Publié le 2 mars 2009

Entre la place des Cheminots et les docks de la Pointe-des-Galets, le téat sou piédboi ressemble à une petite arène à ciel ouvert. Un rond de gradins comme pou in bataykok et des piédboi qui ferment le cercle en fanant de temps en temps quelques feuilles mortes. A travers le feuillage, la lune i vèy anou. Un samdisoir de septembre 2008, les gradins étaient bien garnis pour Fami Mélody et Jim Fortuné. Des artistes portois pour la plupart, qui sont « tombés dedans » quand ils étaient petits.

Jim Fortuné

L’histoire de la formation Fami Mélody se confond avec la saga de cette famille enracinée à la Rivière-des-Galets. Les générations se relaient autour du roulèr qui a bercé l’enfance. En héritage, ils portent en eux la tradition des bals grillés, bals la poussière. Le flambeau s’est transmis dans la cour intime des kabars, dans la résistance pour nout fonnkèr qu’ils ont rebaptisé avec humour et lucidité « profonnkèr ». Ils ont fréquenté les orchestres de bal et les podiums, ils ont milité et trouvé avec la musique un espace d’expression et d’ouverture sur d’autres cultures.

Aujourd’hui, ils nous offrent un répertoire coloré en tapis mendiant. Océan Indien, Afrique, Jamaïque sont assaisonnés dans la marmite réunionnaise avec une pincée de rythmes latino. Ils ont pris le temps de négocier en douceur le passage délicat entre la convivialité du bœuf artisanal des fêtes familiales ou militantes et l’exigence des scènes grand public. Sans jamais perdre de leur spontanéité. Préservant d’abord ce qui fait leur force : la complicité. Complicité artistique entre sœurs, frères, beau-frère, maris, enfants et même petits-enfants qui dès les premiers pas s’évertuent à entrer dans le cercle musical.

Fami Mélody, c’est donc une histoire de famille. Mais il ne suffit pas de mettre une famille sur un podium pour que l’alchimie artistique produise son effet. Trop facile !

La musique, ils l’ont apprise d’abord à l’oreille. D’abord à l’instinct. Puis, ils l’ont apprivoisée en travaillant, en s’entraînant. Bat roulèr, grat gitar, sokouy kayanm.
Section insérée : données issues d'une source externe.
//! The balance-driver handler, grounded on
//! `original_source/src/planner/cpp/continuous/handler/transfer.py`.

use mcpp_core::config::DEFAULT_BALANCE_MAX_ITER;
use mcpp_core::{Agent, AgentIndex, McppError, McppResult};
use mcpp_transfer::balance;

use crate::state::{compact_after_removal, FleetState};
use crate::trait_def::ChangeHandler;

pub struct TransferHandler {
    pub max_iter: usize,
}

impl Default for TransferHandler {
    fn default() -> Self {
        TransferHandler { max_iter: DEFAULT_BALANCE_MAX_ITER }
    }
}

impl TransferHandler {
    fn reassign(&self, state: &mut FleetState) -> McppResult<()> {
        let n = state.n();
        let seeds = state.seeds();
        balance(&mut state.labels, n, &seeds, self.max_iter)?;
        state.replan_all()
    }
}

impl ChangeHandler for TransferHandler {
    fn handle_new_uav(&mut self, state: &mut FleetState, agent: Agent) -> McppResult<()> {
        let new_idx = AgentIndex::try_from(state.n()).expect("agent count fits u32");
        let seed = agent.seed();
        state.labels.set(seed.0, seed.1, Some(new_idx));
        state.agents.push(agent);
        self.reassign(state)
    }

    fn handle_removed_uav(&mut self, state: &mut FleetState, index: AgentIndex) -> McppResult<()> {
        let cells = state.labels.cells_of(index);
        let border = state.labels.border(&cells);
        let sizes = state.labels.partition_sizes(state.n());
        let transfer_to = *border
            .keys()
            .min_by_key(|&&k| sizes[k.index()])
            .ok_or_else(|| McppError::Disconnected("departing agent has no bordering neighbor".into()))?;

        for &(r, c) in &cells {
            state.labels.set(r, c, Some(transfer_to));
        }
        compact_after_removal(&mut state.labels, index);
        state.agents.remove(index.index());

        self.reassign(state)
    }
}
//! The normalized unit of import.

use serde::{Deserialize, Serialize};

/// A single book record parsed from a reading-history export.
///
/// Title and author are required; everything else defaults to empty/zero.
/// Dates are carried as opaque strings — the backend decides how (and
/// whether) to interpret them.
#[derive(Debug, Clone, Default, PartialEq, Eq, Serialize, Deserialize)]
pub struct ImportedBook {
    pub title: String,
    pub author: String,
    #[serde(default)]
    pub isbn: String,
    /// Goodreads does not reliably separate ISBN13 from ISBN, so this is
    /// always empty after parsing. Kept for wire compatibility.
    #[serde(default)]
    pub isbn13: String,
    /// The user's own rating, 0-5. 0 means unrated.
    #[serde(default)]
    pub rating: u8,
    #[serde(default)]
    pub date_read: String,
    #[serde(default)]
    pub date_added: String,
    #[serde(default)]
    pub shelves: String,
    #[serde(default)]
    pub review: String,
}

impl ImportedBook {
    /// Create a record with the two required fields.
    pub fn new(title: impl Into<String>, author: impl Into<String>) -> Self {
        Self {
            title: title.into(),
            author: author.into(),
            ..Self::default()
        }
    }

    /// Set the ISBN.
    pub fn with_isbn(mut self, isbn: impl Into<String>) -> Self {
        self.isbn = isbn.into();
        self
    }

    /// Set the rating.
    pub fn with_rating(mut self, rating: u8) -> Self {
        self.rating = rating;
        self
    }
}

/// Why a row was dropped during parsing.
///
/// Skips are never surfaced individually; only the aggregate record count
/// reflects the loss. The reason exists so the skip policy itself stays
/// testable.
#[derive(Debug, Clone, Copy, PartialEq, Eq)]
pub enum SkipReason {
    /// The line was empty or whitespace.
    Blank,
    /// The row had fewer fields than the highest required column.
    TooFewFields,
    /// Title was empty after cleaning.
    MissingTitle,
    /// Author was empty after cleaning.
    MissingAuthor,
}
La musique, ils l’ont cultivée en suivant le chemin tracé par les anciens mais aussi en restant toujours en prise directe avec les musiques de l’océan Indien, les musiques du monde, avec la chanson française, avec l’évolution des sonorités et l’émergence de nouveaux rythmes.

Fami Mélody, c’est un fil rouge, de génération en génération, qui relie le séga-maloya ancestral aux battles des nouvelles cultures urbaines.
Et puis Fami Mélody, c’est un chœur. Voix de femmes. Voix mêlées, qui se tiennent, se répondent, s’enlacent, se complètent de l’aigu au grave pour ne faire qu’une seule. In kerfanm. Fabienne et Miane sont parfois rejointes au micro par Paulette ou Gilberte et ses accents de blueswoman. Les sœurs marient leurs voix avec bonheur. Question d’habitude : elles se parlent avec des regards complices, se comprennent avec des sourires entendus. Le public, sous le charme, est interpellé, invité à entrer dans le rond de cette familiarité. En toute simplicité. Parce que ces artistes-là ont toujours été motivés par une manière de vivre qui les suit jusque sur scène : le partage et la joie qu’il procure.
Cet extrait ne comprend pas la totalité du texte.